Principles of Political Economy (Second Edition 1836)[edit]

With Considerable Additions From The Author's Own Manuscript And An Original Memoir
  • Not many years had elapsed after the first edition of this work, when it became known to all with whom Mr. Malthus had the opportunity of communicating on the subject, or who were acquainted with his last publications, that his opinions on the subject of value had undergone some change.
    • Advertisement to the Second Edition, p. vii
  • It has been said, and perhaps with truth, that the conclusions of Political Economy partake more of the certainty of the stricter sciences than those of most of the other branches of human knowledge.
    • Book I, Introduction, p. 1
  • To minds of a certain cast there is nothing so captivating as simplification and generalization.
    • Book I, Introduction, p. 5
  • The first business of philosophy is to account for things as they are; and till our theories will do this, they ought not to be the ground of any practical conclusion.
    • Book I, Introduction, p. 8
  • The science of political economy is essentially practical, and applicable to the common business of human life. There are few branches of human knowledge where false views may do more harm, or just views more good.

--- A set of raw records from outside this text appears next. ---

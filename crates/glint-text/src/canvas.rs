//! Software raster target.
//!
//! [`Canvas`] is an RGBA8 surface implementing [`RasterTarget`] on top of
//! zeno's coverage rasterizer. Paths are accumulated as zeno commands per
//! rasterizer and turned into a coverage mask when the dispatcher flushes.

use glint_core::geometry::IntPoint;
use glint_core::profiling::profile_function;
use glint_geometry::{Path, PathCommand};
use zeno::{Command, Fill, Format, Mask, Origin, Vector};

use crate::error::{GlintError, GlintResult};
use crate::glyph::{BitmapFormat, GlyphBitmap};
use crate::raster::{Compositor, Gamma, RasterTarget, RasterizerKind};

/// Straight-alpha RGBA colour.
#[derive(Debug, Clone, Copy, PartialEq, Eq, Hash)]
pub struct Color {
    pub r: u8,
    pub g: u8,
    pub b: u8,
    pub a: u8,
}

impl Color {
    pub const BLACK: Color = Color::rgb(0, 0, 0);
    pub const WHITE: Color = Color::rgb(255, 255, 255);
    pub const TRANSPARENT: Color = Color::rgba(0, 0, 0, 0);

    pub const fn rgb(r: u8, g: u8, b: u8) -> Self {
        Self { r, g, b, a: 255 }
    }

    pub const fn rgba(r: u8, g: u8, b: u8, a: u8) -> Self {
        Self { r, g, b, a }
    }

    pub fn to_array(self) -> [u8; 4] {
        [self.r, self.g, self.b, self.a]
    }
}

impl Default for Color {
    fn default() -> Self {
        Color::BLACK
    }
}

/// Per-pixel 8-bit clip mask.
#[derive(Debug, Clone, PartialEq, Eq)]
pub struct AlphaMask {
    width: u32,
    height: u32,
    data: Vec<u8>,
}

impl AlphaMask {
    pub fn new(width: u32, height: u32, data: Vec<u8>) -> GlintResult<Self> {
        if data.len() != width as usize * height as usize {
            return Err(GlintError::AlphaMaskSizeMismatch {
                expected_width: width,
                expected_height: height,
                width,
                height,
                data_len: data.len(),
            });
        }
        Ok(Self { width, height, data })
    }

    /// Mask filled with a single value.
    pub fn filled(width: u32, height: u32, value: u8) -> Self {
        Self {
            width,
            height,
            data: vec![value; width as usize * height as usize],
        }
    }

    pub fn width(&self) -> u32 {
        self.width
    }

    pub fn height(&self) -> u32 {
        self.height
    }

    /// Mask value at a pixel; zero outside the mask.
    pub fn value(&self, x: i32, y: i32) -> u8 {
        if x < 0 || y < 0 || x as u32 >= self.width || y as u32 >= self.height {
            return 0;
        }
        self.data[y as usize * self.width as usize + x as usize]
    }
}

fn vector(point: glam::DVec2) -> Vector {
    Vector::new(point.x as f32, point.y as f32)
}

fn to_commands(path: &Path, out: &mut Vec<Command>) {
    out.extend(path.commands().iter().map(|command| match *command {
        PathCommand::MoveTo(to) => Command::MoveTo(vector(to)),
        PathCommand::LineTo(to) => Command::LineTo(vector(to)),
        PathCommand::QuadTo { control, to } => Command::QuadTo(vector(control), vector(to)),
        PathCommand::CubicTo {
            control1,
            control2,
            to,
        } => Command::CurveTo(vector(control1), vector(control2), vector(to)),
        PathCommand::Close => Command::Close,
    }));
}

/// `src` over `dst` with coverage `alpha`.
fn blend_channel(src: u8, dst: u8, alpha: u32) -> u8 {
    ((src as u32 * alpha + dst as u32 * (255 - alpha) + 127) / 255) as u8
}

fn scale(a: u32, b: u32) -> u32 {
    (a * b + 127) / 255
}

/// An RGBA8 surface with a foreground colour and an optional alpha mask.
#[derive(Debug, Clone)]
pub struct Canvas {
    width: u32,
    height: u32,
    pixels: Vec<u8>,
    color: Color,
    gamma: Gamma,
    gray: Vec<Command>,
    subpixel: Vec<Command>,
    mask: Option<AlphaMask>,
}

impl Canvas {
    pub fn new(width: u32, height: u32) -> GlintResult<Self> {
        if width == 0 || height == 0 {
            return Err(GlintError::InvalidSurfaceSize { width, height });
        }
        Ok(Self {
            width,
            height,
            pixels: vec![0; width as usize * height as usize * 4],
            color: Color::BLACK,
            gamma: Gamma::default(),
            gray: Vec::new(),
            subpixel: Vec::new(),
            mask: None,
        })
    }

    pub fn width(&self) -> u32 {
        self.width
    }

    pub fn height(&self) -> u32 {
        self.height
    }

    /// Raw RGBA8 rows, `width * 4` bytes each.
    pub fn pixels(&self) -> &[u8] {
        &self.pixels
    }

    pub fn pixel(&self, x: u32, y: u32) -> Option<[u8; 4]> {
        if x >= self.width || y >= self.height {
            return None;
        }
        let i = (y as usize * self.width as usize + x as usize) * 4;
        Some([self.pixels[i], self.pixels[i + 1], self.pixels[i + 2], self.pixels[i + 3]])
    }

    pub fn clear(&mut self, color: Color) {
        let rgba = color.to_array();
        for px in self.pixels.chunks_exact_mut(4) {
            px.copy_from_slice(&rgba);
        }
    }

    pub fn color(&self) -> Color {
        self.color
    }

    /// Foreground colour used by every compositor.
    pub fn set_color(&mut self, color: Color) {
        self.color = color;
    }

    pub fn alpha_mask(&self) -> Option<&AlphaMask> {
        self.mask.as_ref()
    }

    /// Install or remove the alpha mask. A mask must cover the canvas
    /// exactly.
    pub fn set_alpha_mask(&mut self, mask: Option<AlphaMask>) -> GlintResult<()> {
        if let Some(mask) = &mask
            && (mask.width != self.width || mask.height != self.height)
        {
            return Err(GlintError::AlphaMaskSizeMismatch {
                expected_width: self.width,
                expected_height: self.height,
                width: mask.width,
                height: mask.height,
                data_len: mask.data.len(),
            });
        }
        self.mask = mask;
        Ok(())
    }

    fn composite(&mut self, x: i32, y: i32, coverage: [u8; 3], compositor: Compositor) {
        if x < 0 || y < 0 || x as u32 >= self.width || y as u32 >= self.height {
            return;
        }
        let i = (y as usize * self.width as usize + x as usize) * 4;
        let color = self.color;
        let src = [color.r, color.g, color.b];
        let average = (coverage[0] as u32 + coverage[1] as u32 + coverage[2] as u32) / 3;

        let alphas = match compositor {
            Compositor::Binary => {
                if average < 128 {
                    return;
                }
                [color.a as u32; 3]
            }
            Compositor::Solid => [scale(average, color.a as u32); 3],
            Compositor::Subpixel => coverage.map(|c| scale(c as u32, color.a as u32)),
            Compositor::Masked => {
                let mask = self.mask.as_ref().map_or(255, |mask| mask.value(x, y)) as u32;
                [scale(scale(average, mask), color.a as u32); 3]
            }
        };
        if alphas == [0; 3] {
            return;
        }

        let px = &mut self.pixels[i..i + 4];
        for channel in 0..3 {
            px[channel] = blend_channel(src[channel], px[channel], alphas[channel]);
        }
        let alpha = alphas[0].max(alphas[1]).max(alphas[2]);
        px[3] = (alpha + scale(px[3] as u32, 255 - alpha)) as u8;
    }
}

impl RasterTarget for Canvas {
    fn reset(&mut self, rasterizer: RasterizerKind) {
        match rasterizer {
            RasterizerKind::Gray => self.gray.clear(),
            RasterizerKind::Subpixel => self.subpixel.clear(),
        }
    }

    fn add_path(&mut self, rasterizer: RasterizerKind, path: &Path) {
        match rasterizer {
            RasterizerKind::Gray => to_commands(path, &mut self.gray),
            RasterizerKind::Subpixel => to_commands(path, &mut self.subpixel),
        }
    }

    fn set_gamma(&mut self, gamma: Gamma) {
        self.gamma = gamma;
    }

    fn render_scanlines(&mut self, rasterizer: RasterizerKind, compositor: Compositor) {
        profile_function!();
        let commands = match rasterizer {
            RasterizerKind::Gray => std::mem::take(&mut self.gray),
            RasterizerKind::Subpixel => std::mem::take(&mut self.subpixel),
        };
        if commands.is_empty() {
            return;
        }

        let format = match rasterizer {
            RasterizerKind::Gray => Format::Alpha,
            RasterizerKind::Subpixel => Format::Subpixel,
        };
        let (coverage, placement) = Mask::new(&commands[..])
            .format(format)
            .style(Fill::NonZero)
            .origin(Origin::TopLeft)
            .render();
        tracing::trace!(
            ?rasterizer,
            ?compositor,
            left = placement.left,
            top = placement.top,
            width = placement.width,
            height = placement.height,
            "rendering scanlines"
        );

        let width = placement.width as usize;
        for row in 0..placement.height as usize {
            for col in 0..width {
                let i = row * width + col;
                let triple = match rasterizer {
                    RasterizerKind::Gray => {
                        let c = self.gamma.apply(coverage[i]);
                        [c, c, c]
                    }
                    RasterizerKind::Subpixel => {
                        [coverage[i * 4], coverage[i * 4 + 1], coverage[i * 4 + 2]]
                    }
                };
                if triple == [0; 3] {
                    continue;
                }
                self.composite(
                    placement.left + col as i32,
                    placement.top + row as i32,
                    triple,
                    compositor,
                );
            }
        }
    }

    fn blit_bitmap(
        &mut self,
        bitmap: &GlyphBitmap,
        format: BitmapFormat,
        origin: IntPoint,
        compositor: Compositor,
    ) {
        profile_function!();
        for y in 0..bitmap.height() {
            let row = bitmap.row(y);
            for x in 0..bitmap.width() {
                let xi = x as usize;
                let triple = match format {
                    BitmapFormat::Mono => {
                        let on = row[xi / 8] & (0x80 >> (xi % 8)) != 0;
                        if on { [255; 3] } else { [0; 3] }
                    }
                    BitmapFormat::Gray8 => [row[xi]; 3],
                    BitmapFormat::Subpixel => [row[xi * 3], row[xi * 3 + 1], row[xi * 3 + 2]],
                };
                if triple == [0; 3] {
                    continue;
                }
                self.composite(origin.x + x as i32, origin.y + y as i32, triple, compositor);
            }
        }
    }

    fn has_alpha_mask(&self) -> bool {
        self.mask.is_some()
    }
}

    • Book I, Introduction, p. 9
  • The question is, what is saving?
    • Book I, Chapter I, Of The Definitions of Wealth and of Productive Labour, Section II, p. 40
  • Surely then some distinction between the different kinds of labour, with reference to their different effects on national wealth, must be admitted to be not only useful, but necessary; and if so, the question is what this distinction should be, and where the line between the different kinds of labour should be drawn.

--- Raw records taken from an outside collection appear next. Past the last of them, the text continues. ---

//! Benchmarks for glyph run rendering

use criterion::{BenchmarkId, Criterion, Throughput, black_box, criterion_group, criterion_main};
use glint_core::config::RendererConfig;
use glint_core::geometry::{IntRect, Rect};
use glint_core::math::DVec2;
use glint_geometry::Transform2D;
use glint_test_utils::ScriptedLayout;
use glint_text::{Canvas, FontFace, ServerFont, TextRenderer};

const WIDTH: u32 = 512;
const HEIGHT: u32 = 64;

fn setup() -> (TextRenderer<Canvas>, ScriptedLayout) {
    let canvas = Canvas::new(WIDTH, HEIGHT).expect("Failed to create canvas");
    let renderer = TextRenderer::new(canvas, RendererConfig::default());
    (renderer, ScriptedLayout::boxes(7.0, 6, 9))
}

fn clip() -> IntRect {
    IntRect::new(0, 0, WIDTH as i32 - 1, HEIGHT as i32 - 1)
}

fn paint(renderer: &mut TextRenderer<Canvas>, layout: &mut ScriptedLayout, text: &str) -> Rect {
    let baseline = DVec2::new(0.0, 40.0);
    renderer.render_string(layout, text, baseline, clip(), false, None, None, None)
}

fn bench_dry_run(c: &mut Criterion) {
    let (mut renderer, mut layout) = setup();
    let mut group = c.benchmark_group("dry_run");

    for len in [1usize, 8, 64] {
        let text = "x".repeat(len);
        group.throughput(Throughput::Elements(len as u64));
        group.bench_with_input(BenchmarkId::from_parameter(len), &text, |b, text| {
            b.iter(|| {
                black_box(renderer.render_string(
                    &mut layout,
                    text,
                    DVec2::new(0.0, 40.0),
                    clip(),
                    true,
                    None,
                    None,
                    None,
                ))
            });
        });
    }

    group.finish();
}

fn bench_paint(c: &mut Criterion) {
    let (mut renderer, mut layout) = setup();
    let mut group = c.benchmark_group("paint");
    let text = "The quick brown fox jumps over the lazy dog";

    group.bench_function("bitmaps", |b| {
        renderer.set_view_transform(Transform2D::IDENTITY);
        b.iter(|| black_box(paint(&mut renderer, &mut layout, text)));
    });

    group.bench_function("rotated_outlines", |b| {
        renderer.set_view_transform(Transform2D::rotate(0.05));
        b.iter(|| black_box(paint(&mut renderer, &mut layout, text)));
    });

    group.bench_function("false_bold_underlined", |b| {
        renderer.set_view_transform(Transform2D::scale(1.25));
        let font = ServerFont::default().false_bold_width(0.5).face(FontFace::UNDERSCORE);
        renderer.set_font(font);
        b.iter(|| black_box(paint(&mut renderer, &mut layout, text)));
    });

    group.finish();
}

criterion_group!(benches, bench_dry_run, bench_paint);
criterion_main!(benches);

    • Book I, Chapter I, Of The Definitions of Wealth and of Productive Labour, Section II, p. 43
  • To estimate the value of Newton's discoveries, or the delight communicated by Shakespeare and Milton, by the price at which their works have sold, would be but a poor measure of the degree in which they have elevated and enchanted their country; nor would it be less grovelling and incongruous to estimate the benefit which the country has derived from the Revolution of 1688, by the pay of the soldiers, and all other payments concerned in effecting it.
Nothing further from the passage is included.